De todos los deportes se dice que se juega menos del boxeo, lo contaba Manuel Alcántara, pero tampoco se juega a la pasión y mucho menos al cine. Por eso Garci es José y lo veneramos como admiramos a John Ford, aunque él piense que es una herejía. Con Garci empezamos a entender el cine y que el celuloide era una cosa muy seria, casi de reclinatorio: como el rito tridentino o lograr que el CIS merezca la pena.
Confiesa Garci, en la intimidad que da un auditorio lleno de gente para homenajearle, ahora que se cumplen cuarenta años de su Oscar, que nunca ha dicho "acción". "Me permito otra vanidad, como Billy Wilder, que en los créditos aparezca dirigida por…".

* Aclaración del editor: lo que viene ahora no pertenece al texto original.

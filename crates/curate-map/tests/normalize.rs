use std::fs;

use curate_map::{
    DictionarySet, LabelNormalizer, MappingDictionary, NormalizerOptions, RecodeTable,
    build_label_index,
};
use curate_model::MatchMode;
use proptest::prelude::*;
use tempfile::TempDir;

fn in_memory() -> NormalizerOptions {
    NormalizerOptions::default().with_diagnostics_dir(None)
}

#[test]
fn dictionaries_on_disk_drive_normalization() {
    let dir = TempDir::new().unwrap();
    let relative = dir.path().join("relative");
    let absolute = dir.path().join("absolute");
    fs::create_dir_all(&relative).unwrap();
    fs::create_dir_all(&absolute).unwrap();
    fs::write(relative.join("T2.txt"), "t2\n").unwrap();
    fs::write(relative.join("DWI.txt"), "dwi\ndiff\n").unwrap();
    fs::write(absolute.join("ADC.txt"), "ADC\n").unwrap();

    let set = DictionarySet::load(dir.path()).unwrap();
    let options = in_memory().with_mode(MatchMode::AbsoluteThenRelative);
    let mut normalizer = LabelNormalizer::new(set, options);

    let outcome = normalizer
        .normalize_batch(["AX T2 FSE", "adc", "ep2d_diff_b1000", "localizer"])
        .unwrap();
    let labels: Vec<Option<&str>> = outcome.labels.iter().map(|l| l.canonical()).collect();
    assert_eq!(labels, vec![Some("T2"), Some("ADC"), Some("DWI"), None]);
    assert_eq!(outcome.report.unmapped_rows, 1);
    assert_eq!(normalizer.unmapped_labels(), &["localizer".to_string()]);
}

#[test]
fn normalized_labels_feed_recoding() {
    let dictionary = MappingDictionary::from_entries([("T2", vec!["t2"]), ("ADC", vec!["adc"])]);
    let mut normalizer = LabelNormalizer::relative(dictionary, in_memory());
    normalizer
        .normalize_batch(["T2W", "t2_tse", "ADC map"])
        .unwrap();

    let mappings = normalizer.successful_mappings().mappings().clone();
    let canonical = normalizer.unique_mapped_labels();
    let index = build_label_index(canonical.iter().map(String::as_str));
    let table = RecodeTable::compose(&mappings, &index);

    assert_eq!(table.lookup("T2W"), Some(1));
    assert_eq!(table.lookup("t2_tse"), Some(1));
    assert_eq!(table.lookup("ADC map"), Some(0));
}

fn label() -> impl Strategy<Value = String> {
    prop_oneof![
        Just("t2w".to_string()),
        Just("AX T2".to_string()),
        Just("adc".to_string()),
        "[a-z]{3,8}",
    ]
}

proptest! {
    #[test]
    fn unmapped_labels_are_recorded_once(labels in proptest::collection::vec(label(), 0..40)) {
        let dictionary = MappingDictionary::from_entries([("T2", vec!["t2"])]);
        let mut normalizer = LabelNormalizer::relative(dictionary, in_memory());
        let outcome = normalizer
            .normalize_batch(labels.iter().map(String::as_str))
            .unwrap();

        let unmapped = normalizer.unmapped_labels();
        for (i, a) in unmapped.iter().enumerate() {
            prop_assert!(!unmapped[i + 1..].contains(a));
        }
        for (raw, normalized) in labels.iter().zip(&outcome.labels) {
            prop_assert_eq!(normalized.is_unmapped(), unmapped.contains(raw));
        }
        prop_assert_eq!(outcome.report.total, labels.len());
    }

    #[test]
    fn mapped_labels_are_recorded_once_per_key(labels in proptest::collection::vec(label(), 0..40)) {
        let dictionary = MappingDictionary::from_entries([("T2", vec!["t2"]), ("ADC", vec!["adc"])]);
        let mut normalizer = LabelNormalizer::relative(dictionary, in_memory());
        normalizer.normalize_batch(labels.iter().map(String::as_str)).unwrap();
        normalizer.normalize_batch(labels.iter().map(String::as_str)).unwrap();

        for absorbed in normalizer.successful_mappings().mappings().values() {
            for (i, raw) in absorbed.iter().enumerate() {
                prop_assert!(!absorbed[i + 1..].contains(raw));
            }
        }
    }

    #[test]
    fn label_index_is_dense(labels in proptest::collection::vec("[A-Z0-9]{1,4}", 0..30)) {
        let index = build_label_index(labels.iter().map(String::as_str));
        let mut ids: Vec<i64> = index.values().copied().collect();
        ids.sort_unstable();
        let expected: Vec<i64> = (0..ids.len() as i64).collect();
        prop_assert_eq!(ids, expected);
    }
}
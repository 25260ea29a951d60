//! Plain line-list writer.

use std::fs::File;
use std::io::{BufWriter, Write};
use std::path::{Path, PathBuf};

use crate::error::{OutputError, Result, ensure_parent};

/// Writes one value per line without a header.
pub fn write_lines<S: AsRef<str>>(path: &Path, values: &[S]) -> Result<PathBuf> {
    ensure_parent(path)?;
    let file = File::create(path).map_err(|e| OutputError::io(path, e))?;
    let mut writer = BufWriter::new(file);
    for value in values {
        writeln!(writer, "{}", value.as_ref()).map_err(|e| OutputError::io(path, e))?;
    }
    writer.flush().map_err(|e| OutputError::io(path, e))?;
    Ok(path.to_path_buf())
}
//! Delimited (CSV/TSV) table writer.

use std::fs::File;
use std::io::BufWriter;
use std::path::{Path, PathBuf};

use polars::prelude::{CsvWriter, DataFrame, SerWriter};
use tracing::debug;

use crate::error::{OutputError, Result, ensure_parent};

/// Name of the row index column when `include_index` is set.
pub const INDEX_COLUMN: &str = "index";

/// Options for writing a metadata table.
///
/// Defaults follow the downstream training pipeline's label files: comma
/// separated, no header, no row index, every column.
#[derive(Debug, Clone, PartialEq, Eq)]
pub struct DelimitedOptions {
    /// Columns to write, in order. `None` writes every column.
    pub columns: Option<Vec<String>>,
    /// Field separator byte.
    pub separator: u8,
    /// Write the header row.
    pub include_header: bool,
    /// Prepend a zero-based row index column.
    pub include_index: bool,
}

impl Default for DelimitedOptions {
    fn default() -> Self {
        Self {
            columns: None,
            separator: b',',
            include_header: false,
            include_index: false,
        }
    }
}

impl DelimitedOptions {
    #[must_use]
    pub fn with_columns(mut self, columns: Vec<String>) -> Self {
        self.columns = Some(columns);
        self
    }

    #[must_use]
    pub fn with_separator(mut self, separator: u8) -> Self {
        self.separator = separator;
        self
    }

    #[must_use]
    pub fn with_header(mut self, enable: bool) -> Self {
        self.include_header = enable;
        self
    }

    #[must_use]
    pub fn with_index(mut self, enable: bool) -> Self {
        self.include_index = enable;
        self
    }
}

/// Parses a separator given on the command line.
///
/// Accepts a single ASCII character, `tab` or the two-character escape `\t`.
pub fn parse_separator(value: &str) -> Result<u8> {
    match value {
        "tab" | "\\t" | "\t" => Ok(b'\t'),
        other => {
            let bytes = other.as_bytes();
            if bytes.len() == 1 && bytes[0].is_ascii() {
                Ok(bytes[0])
            } else {
                Err(OutputError::InvalidSeparator {
                    value: other.to_string(),
                })
            }
        }
    }
}

/// Writes a table to `path` according to `options` and returns the path.
///
/// The input frame is not modified.
pub fn write_delimited(df: &DataFrame, path: &Path, options: &DelimitedOptions) -> Result<PathBuf> {
    let mut table = match &options.columns {
        Some(columns) => {
            for column in columns {
                if df.column(column).is_err() {
                    return Err(OutputError::ColumnNotFound {
                        column: column.clone(),
                    });
                }
            }
            df.select(columns.iter().map(String::as_str))
                .map_err(|e| table_error(path, &e))?
        }
        None => df.clone(),
    };
    if options.include_index {
        table = table
            .with_row_index(INDEX_COLUMN.into(), None)
            .map_err(|e| table_error(path, &e))?;
    }

    ensure_parent(path)?;
    let file = File::create(path).map_err(|e| OutputError::io(path, e))?;
    let mut writer = BufWriter::new(file);
    CsvWriter::new(&mut writer)
        .include_header(options.include_header)
        .with_separator(options.separator)
        .finish(&mut table)
        .map_err(|e| table_error(path, &e))?;

    debug!(
        path = %path.display(),
        rows = table.height(),
        columns = table.width(),
        "wrote delimited table"
    );
    Ok(path.to_path_buf())
}

fn table_error(path: &Path, error: &polars::prelude::PolarsError) -> OutputError {
    OutputError::Table {
        path: path.to_path_buf(),
        message: error.to_string(),
    }
}

#[cfg(test)]
mod tests {
    use polars::prelude::{Column, IntoColumn, NamedFrom, Series};
    use tempfile::TempDir;

    use super::*;

    fn sample() -> DataFrame {
        let cols: Vec<Column> = vec![
            Series::new("path".into(), &["/a/1.dcm", "/a/2.dcm"]).into_column(),
            Series::new("label".into(), &["T2", "ADC"]).into_column(),
        ];
        DataFrame::new(cols).unwrap()
    }

    #[test]
    fn parse_separator_variants() {
        assert_eq!(parse_separator(",").unwrap(), b',');
        assert_eq!(parse_separator("tab").unwrap(), b'\t');
        assert_eq!(parse_separator("\\t").unwrap(), b'\t');
        assert!(parse_separator(";;").is_err());
        assert!(parse_separator("").is_err());
    }

    #[test]
    fn writes_tsv_without_header() {
        let dir = TempDir::new().unwrap();
        let path = dir.path().join("labels.tsv");
        let options = DelimitedOptions::default().with_separator(b'\t');
        write_delimited(&sample(), &path, &options).unwrap();
        let contents = std::fs::read_to_string(&path).unwrap();
        assert_eq!(contents, "/a/1.dcm\tT2\n/a/2.dcm\tADC\n");
    }

    #[test]
    fn writes_header_and_index() {
        let dir = TempDir::new().unwrap();
        let path = dir.path().join("out.csv");
        let options = DelimitedOptions::default()
            .with_header(true)
            .with_index(true)
            .with_columns(vec!["label".to_string()]);
        write_delimited(&sample(), &path, &options).unwrap();
        let contents = std::fs::read_to_string(&path).unwrap();
        assert_eq!(contents, "index,label\n0,T2\n1,ADC\n");
    }

    #[test]
    fn unknown_column_is_rejected() {
        let dir = TempDir::new().unwrap();
        let options = DelimitedOptions::default().with_columns(vec!["missing".to_string()]);
        let err = write_delimited(&sample(), &dir.path().join("x.csv"), &options).unwrap_err();
        assert!(matches!(err, OutputError::ColumnNotFound { .. }));
    }

    #[test]
    fn creates_parent_directory() {
        let dir = TempDir::new().unwrap();
        let path = dir.path().join("nested").join("out.csv");
        write_delimited(&sample(), &path, &DelimitedOptions::default()).unwrap();
        assert!(path.exists());
    }
}
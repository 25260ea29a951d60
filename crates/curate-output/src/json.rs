//! JSON writer with 4-space indentation.

use std::fs::File;
use std::io::{BufWriter, Write};
use std::path::{Path, PathBuf};

use serde::Serialize;
use serde_json::Serializer;
use serde_json::ser::PrettyFormatter;

use crate::error::{OutputError, Result, ensure_parent};

/// Serializes `value` to `path` using 4-space indentation.
pub fn write_json_indented<T: Serialize + ?Sized>(path: &Path, value: &T) -> Result<PathBuf> {
    ensure_parent(path)?;
    let file = File::create(path).map_err(|e| OutputError::io(path, e))?;
    let mut writer = BufWriter::new(file);
    let mut serializer = Serializer::with_formatter(&mut writer, PrettyFormatter::with_indent(b"    "));
    value
        .serialize(&mut serializer)
        .map_err(|source| OutputError::Json {
            path: path.to_path_buf(),
            source,
        })?;
    writer.flush().map_err(|e| OutputError::io(path, e))?;
    Ok(path.to_path_buf())
}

Y lo que él no entiende es que todos los españoles estamos dirigidos por él. España entera está dirigida por él. Este país ya no será el de Alfredo Landa, por más que nos pese a muchos, y tendrá dudosos códigos de los que desconfiamos cada mañana, pero sigue pareciéndose a España. Que la gente entre a cualquier bar y no pida un Dry Martini… Ahí se jodió el Perú. Y España también.
Pero este país será el mismo, pese a Manuela Carmena y a José Luis Martinez Almeida mientras todos los que llegamos a Madrid seguimos mirando la Gran Vía como si la estuviera filmando Garci en El crack, llena de coches y de neones, igual que si fuese Hollywood, pero sin la necesidad de dárnosla de nada porque todos sabemos quiénes somos. Y si quisiéramos ser otra cosa, como mucho, querríamos ser Fernando Fernán Gómez, blasonado conde de Albrit.
Garci entiende que iba a tener razón Alfonso Guerra porque a España no la conoce ni la madre que la parió. ¿Dónde queda el Campo del Gas y los padres con los hijos de la mano? ¿Dónde queda Gijón? ¿Dónde la infancia? No queda nadie, apenas nada, "estamos sólo Enrique Herreros y yo".
De aquella España queda: la diligencia, un puñado de lealtades, un río bravo, dos forajidos solos ante el peligro, una manada de centauros, José Luis Garci, los que crecimos en el cine, uno de los nuestros, un puñado de balas, usted y yo.